IGF1 is expressed in human brain. IGF1 immunohistochemistry was performed on paraffin-embedded post-mortem human brain sections from HIV+ and HIV− individuals. IGF1 staining was found in microglial nodules and multinucleated giant cells as well as perivascular inflammatory cells (perivascular lymphocytes and macrophages) in HIV encephalitis brains (A-C). Examples of diffuse parenchymal microglial cell staining are shown in HIV encephalitis, HIV+ and HIV− brains (D-F). Additional IGF1+ cell types included occasional endothelial cells (E: v = vessels) and astrocytes (in E). IGF1 staining was also noted in the meninges (G) in vascular smooth muscle cells (v = vessels), as well as in ependymal cells (H) in some brains (note strong microglial staining in the subependymal area in H). Controls included incubation of sections with the peptide pre-absorbed antibody, which abrogated IGF1 immunoreactivity (I).
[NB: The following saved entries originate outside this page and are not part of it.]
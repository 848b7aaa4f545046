//! Character vocabularies.
//!
//! Maps between token strings (single characters plus the reserved
//! `<pad>`, `<sos>` and `<eos>` markers) and embedding indices.

use std::collections::{BTreeMap, HashMap};

use crate::inference::model_loader::ModelError;

pub const PAD_TOKEN: &str = "<pad>";
pub const SOS_TOKEN: &str = "<sos>";
pub const EOS_TOKEN: &str = "<eos>";

/// Index used for a reserved token the vocabulary does not list.
const PAD_FALLBACK: u32 = 0;
const SOS_FALLBACK: u32 = 1;
const EOS_FALLBACK: u32 = 2;

/// Index assigned to characters missing from the vocabulary.
pub const UNKNOWN_INDEX: u32 = 0;

/// Bidirectional token ↔ index mapping.
#[derive(Debug, Clone)]
pub struct Vocab {
    token_to_index: HashMap<String, u32>,
    index_to_token: HashMap<u32, String>,
    pad: u32,
    sos: u32,
    eos: u32,
}

impl Vocab {
    /// Build a vocabulary from a `token -> index` table.
    ///
    /// Two tokens sharing an index is rejected since decoding would be ambiguous.
    pub fn from_map(token_to_index: HashMap<String, u32>) -> Result<Self, ModelError> {
        let mut index_to_token = HashMap::with_capacity(token_to_index.len());
        for (token, &idx) in &token_to_index {
            if let Some(prev) = index_to_token.insert(idx, token.clone()) {
                return Err(ModelError::InvalidVocab(format!(
                    "index {idx} assigned to both {prev:?} and {token:?}"
                )));
            }
        }

        let lookup = |token: &str, fallback: u32| token_to_index.get(token).copied().unwrap_or(fallback);
        let pad = lookup(PAD_TOKEN, PAD_FALLBACK);
        let sos = lookup(SOS_TOKEN, SOS_FALLBACK);
        let eos = lookup(EOS_TOKEN, EOS_FALLBACK);

        Ok(Self {
            token_to_index,
            index_to_token,
            pad,
            sos,
            eos,
        })
    }

    /// Number of entries in the mapping.
    pub fn len(&self) -> usize {
        self.token_to_index.len()
    }

    pub fn is_empty(&self) -> bool {
        self.token_to_index.is_empty()
    }

    pub fn pad(&self) -> u32 {
        self.pad
    }

    pub fn sos(&self) -> u32 {
        self.sos
    }

    pub fn eos(&self) -> u32 {
        self.eos
    }

    /// Index of a single character, [`UNKNOWN_INDEX`] if absent.
    pub fn index_of_char(&self, c: char) -> u32 {
        let mut buf = [0u8; 4];
        let key: &str = c.encode_utf8(&mut buf);
        self.token_to_index
            .get(key)
            .copied()
            .unwrap_or(UNKNOWN_INDEX)
    }

    /// Token string for an index, if the vocabulary has one.
    pub fn token(&self, idx: u32) -> Option<&str> {
        self.index_to_token.get(&idx).map(String::as_str)
    }

    /// The `token -> index` table, ordered by token for stable serialization.
    pub fn to_map(&self) -> BTreeMap<String, u32> {
        self.token_to_index
            .iter()
            .map(|(t, &i)| (t.clone(), i))
            .collect()
    }
}
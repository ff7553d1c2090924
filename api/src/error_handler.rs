//! HTTP error envelope.
//!
//! Every 4xx/5xx response is `{"detail": "..."}` with an explicit status,
//! matching the error taxonomy: input errors are 4xx, everything the
//! pipeline can absorb never reaches this layer.

use axum::Json;
use axum::http::StatusCode;
use axum::response::{IntoResponse, Response};
use serde_json::json;
use thiserror::Error;

use session_store::StoreError;

/// Convenient alias for handler results.
pub type ApiResult<T> = Result<T, ApiError>;

/// Errors surfaced to HTTP clients.
#[derive(Debug, Error)]
pub enum ApiError {
    /// Unknown task / job / domain.
    #[error("{0}")]
    NotFound(String),

    /// Duplicate task, retry on a non-failed job, missing primary document.
    #[error("{0}")]
    BadRequest(String),

    /// A second active flow already exists for the task.
    #[error("{0}")]
    Conflict(String),

    /// Store or engine failure the handler cannot absorb.
    #[error("internal error: {0}")]
    Internal(String),
}

impl ApiError {
    fn status(&self) -> StatusCode {
        match self {
            ApiError::NotFound(_) => StatusCode::NOT_FOUND,
            ApiError::BadRequest(_) => StatusCode::BAD_REQUEST,
            ApiError::Conflict(_) => StatusCode::CONFLICT,
            ApiError::Internal(_) => StatusCode::INTERNAL_SERVER_ERROR,
        }
    }
}

impl IntoResponse for ApiError {
    fn into_response(self) -> Response {
        let status = self.status();
        (status, Json(json!({ "detail": self.to_string() }))).into_response()
    }
}

impl From<StoreError> for ApiError {
    fn from(err: StoreError) -> Self {
        match err {
            StoreError::NotFound { .. } => ApiError::NotFound(err.to_string()),
            StoreError::InvalidTransition { .. } => ApiError::BadRequest(err.to_string()),
            other => ApiError::Internal(other.to_string()),
        }
    }
}
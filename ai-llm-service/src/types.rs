//! Wire types shared by all chat backends.

use serde::{Deserialize, Serialize};
use serde_json::Value;

/// One chat message. Assistant messages may carry tool calls; tool messages
/// carry the id of the call they answer.
#[derive(Debug, Clone, Serialize, Deserialize)]
pub struct ChatMessage {
    pub role: String,
    #[serde(default, skip_serializing_if = "Option::is_none")]
    pub content: Option<String>,
    #[serde(default, skip_serializing_if = "Option::is_none")]
    pub tool_calls: Option<Vec<ToolCall>>,
    #[serde(default, skip_serializing_if = "Option::is_none")]
    pub tool_call_id: Option<String>,
}

impl ChatMessage {
    pub fn system(content: impl Into<String>) -> Self {
        Self::plain("system", content)
    }

    pub fn user(content: impl Into<String>) -> Self {
        Self::plain("user", content)
    }

    pub fn assistant(content: impl Into<String>) -> Self {
        Self::plain("assistant", content)
    }

    /// Assistant turn that requested tool executions.
    pub fn assistant_tool_calls(content: Option<String>, tool_calls: Vec<ToolCall>) -> Self {
        Self {
            role: "assistant".to_string(),
            content,
            tool_calls: Some(tool_calls),
            tool_call_id: None,
        }
    }

    /// Tool result answering the call with `tool_call_id`.
    pub fn tool(tool_call_id: impl Into<String>, content: impl Into<String>) -> Self {
        Self {
            role: "tool".to_string(),
            content: Some(content.into()),
            tool_calls: None,
            tool_call_id: Some(tool_call_id.into()),
        }
    }

    fn plain(role: &str, content: impl Into<String>) -> Self {
        Self {
            role: role.to_string(),
            content: Some(content.into()),
            tool_calls: None,
            tool_call_id: None,
        }
    }
}

/// A tool invocation requested by the model. `arguments` is the raw JSON
/// string as produced by the provider; callers parse it tolerantly.
#[derive(Debug, Clone, Serialize, Deserialize)]
pub struct ToolCall {
    pub id: String,
    #[serde(rename = "type", default = "function_type")]
    pub call_type: String,
    pub function: ToolCallFunction,
}

fn function_type() -> String {
    "function".to_string()
}

#[derive(Debug, Clone, Serialize, Deserialize)]
pub struct ToolCallFunction {
    pub name: String,
    #[serde(default)]
    pub arguments: String,
}

/// A tool exposed to the model, in OpenAI function-calling shape.
#[derive(Debug, Clone, Serialize, Deserialize)]
pub struct ToolDefinition {
    #[serde(rename = "type")]
    pub kind: String,
    pub function: ToolFunction,
}

#[derive(Debug, Clone, Serialize, Deserialize)]
pub struct ToolFunction {
    pub name: String,
    #[serde(default)]
    pub description: String,
    pub parameters: Value,
}

impl ToolDefinition {
    pub fn function(name: impl Into<String>, description: impl Into<String>, parameters: Value) -> Self {
        Self {
            kind: "function".to_string(),
            function: ToolFunction {
                name: name.into(),
                description: description.into(),
                parameters,
            },
        }
    }
}

/// Result of one `chat_with_tools` round: final text, or tool calls to run.
#[derive(Debug, Clone, Default)]
pub struct ChatOutcome {
    pub content: String,
    pub tool_calls: Vec<ToolCall>,
}

#[cfg(test)]
mod tests {
    use super::*;

    #[test]
    fn plain_message_omits_tool_fields() {
        let value = serde_json::to_value(ChatMessage::user("hello")).unwrap();
        assert_eq!(value["role"], "user");
        assert!(value.get("tool_calls").is_none());
        assert!(value.get("tool_call_id").is_none());
    }

    #[test]
    fn tool_message_carries_call_id() {
        let value = serde_json::to_value(ChatMessage::tool("call_1", "{}")).unwrap();
        assert_eq!(value["tool_call_id"], "call_1");
    }
}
Table 1 IGF1 expression in human brain

We also attempted to determine IGF2 expression in human CNS by immunohistochemistry. A rabbit polyclonal antibody from Abcam (ab9574), which had previously been used to characterize human tumor specimens [32], was utilized in this study. Using the approach described for IGF1 immunohistochemistry, we examined the same control and HIV+ brain sections. All brain sections showed diffuse background-like staining combined with some nuclear staining (data not shown). The nuclear staining was also observed in cultured microglia (not shown). Attempts with additional commercial IGF2 antibodies were equally unsuccessful, indicating either that the antibodies are not suitable for tissue immunohistochemistry or that there is no significant IGF2 expression in human CNS (see Discussion).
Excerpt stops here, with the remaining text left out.